BEGIN Source information

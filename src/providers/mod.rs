pub mod cool_proxy;
pub mod file;
pub mod free_proxy_list;
pub mod geonode;
pub mod proxyscrape;

use reqwest::Client;
use std::time::Duration;

pub(crate) const BROWSER_USER_AGENT: &str = "Mozilla/5.0 (Macintosh; Intel Mac OS X 10_15_7) AppleWebKit/537.36 (KHTML, like Gecko) Chrome/91.0.4472.114 Safari/537.36";

/// Client used to fetch provider listings.
pub fn new_client() -> anyhow::Result<Client> {
    Ok(Client::builder()
        .timeout(Duration::from_secs(10))
        .user_agent(BROWSER_USER_AGENT)
        .build()?)
}

/// Keeps lines that look like `host:port`.
pub(crate) fn parse_plain_list(body: &str) -> Vec<String> {
    body.lines()
        .map(str::trim)
        .filter(|line| !line.is_empty() && line.contains(':'))
        .map(str::to_string)
        .collect()
}
use crate::configuration::Settings;
use crate::error::{Error, Result};
use crate::executor::TaskExecutor;
use crate::orchestrator::{Orchestrator, RunSummary};
use crate::pool::EndpointPool;
use crate::providers::cool_proxy::CoolProxy;
use crate::providers::free_proxy_list::FreeProxyList;
use crate::providers::geonode::Geonode;
use crate::providers::proxyscrape::ProxyScrape;
use crate::source::EndpointSource;
use crate::status::{StatusAggregator, StatusReporter};
use crate::store::EndpointStore;
use crate::vetting::Vetter;
use log::{error, info, warn};
use std::sync::Arc;
use tokio_util::sync::CancellationToken;

/// Endpoint source with the providers enabled in `settings`.
pub fn build_source(settings: &Settings) -> anyhow::Result<EndpointSource> {
    let mut source = EndpointSource::new()?;
    let p = &settings.providers;
    if p.free_proxy_list.enabled {
        source.add_provider(FreeProxyList::new());
    }
    if p.geonode.enabled {
        source.add_provider(Geonode::new());
    }
    if p.proxyscrape.enabled {
        source.add_provider(ProxyScrape::new());
    }
    if p.cool_proxy.enabled {
        source.add_provider(CoolProxy::new());
    }
    Ok(source)
}

/// Produces the pool the workers draw from, scraping and vetting first when
/// configured to.
///
/// An empty pool is an error only when `allow_direct` is off.
pub async fn prepare_endpoints(
    settings: &Settings,
    source: &mut EndpointSource,
    vetter: &Vetter,
    store: &EndpointStore,
) -> Result<EndpointPool> {
    if !settings.use_proxies {
        info!("proxy usage disabled, running direct");
        return Ok(EndpointPool::disabled());
    }

    let existing = store.load().await;
    let reuse = match settings.vetting.reuse_threshold {
        _ if !settings.scan_proxies => true,
        Some(min) => !existing.is_empty() && existing.len() >= min,
        None => false,
    };

    let pool = if reuse {
        info!("using {} existing working proxies", existing.len());
        EndpointPool::new(existing)
    } else {
        info!("scraping proxies from {} sources", source.provider_count());
        let candidates = source.scrape_all_sources().await;
        if candidates.is_empty() {
            warn!("failed to scrape any proxies");
        } else {
            if let Err(e) = source.save_to_file(&settings.storage.raw_path).await {
                warn!("cannot save raw proxies: {}", e);
            }
            let (report, written) = vetter
                .vet_and_persist(&candidates, settings.time_budget(), store)
                .await?;
            if !written {
                warn!(
                    "vetting produced no working proxies out of {} candidates",
                    report.candidates
                );
            }
        }
        EndpointPool::load(store).await
    };

    if pool.is_empty() {
        if !settings.allow_direct {
            return Err(Error::NoEndpoints);
        }
        warn!("no working proxies available, continuing with direct connections");
    }
    Ok(pool)
}

/// Everything a full run needs besides the settings.
pub struct Fleet {
    pub source: EndpointSource,
    pub vetter: Vetter,
    pub store: EndpointStore,
    pub executor: Arc<dyn TaskExecutor>,
    pub status: Arc<StatusAggregator>,
    pub reporter: StatusReporter,
    pub shutdown: CancellationToken,
}

/// Endpoint setup followed by the worker fleet. On error the aggregator is
/// left in its terminal "not running" state.
pub async fn run_fleet(
    settings: &Settings,
    fleet: &mut Fleet,
    workers: usize,
    cycles: usize,
) -> Result<RunSummary> {
    let pool = match prepare_endpoints(settings, &mut fleet.source, &fleet.vetter, &fleet.store).await {
        Ok(pool) => pool,
        Err(e) => {
            error!("endpoint setup failed: {}", e);
            fleet.status.finish();
            return Err(e);
        }
    };

    let stop_reporting = CancellationToken::new();
    let reporter = fleet
        .reporter
        .spawn(fleet.status.clone(), stop_reporting.clone());

    let orchestrator = Orchestrator::new(fleet.executor.clone(), pool, fleet.status.clone())
        .with_config(settings.orchestrator())
        .with_shutdown(fleet.shutdown.clone());
    let summary = orchestrator.run(workers, cycles).await;

    stop_reporting.cancel();
    if let Some(handle) = reporter {
        if let Err(e) = handle.await {
            warn!("status reporter ended abnormally: {}", e);
        }
    }
    Ok(summary)
}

END Source information

**What to produce**: From the entries above, collect every line with the string "vetting" in it.

**Output for this task**:
use crate::vetting::Vetter;
/// Produces the pool the workers draw from, scraping and vetting first when
    let reuse = match settings.vetting.reuse_threshold {
                    "vetting produced no working proxies out of {} candidates",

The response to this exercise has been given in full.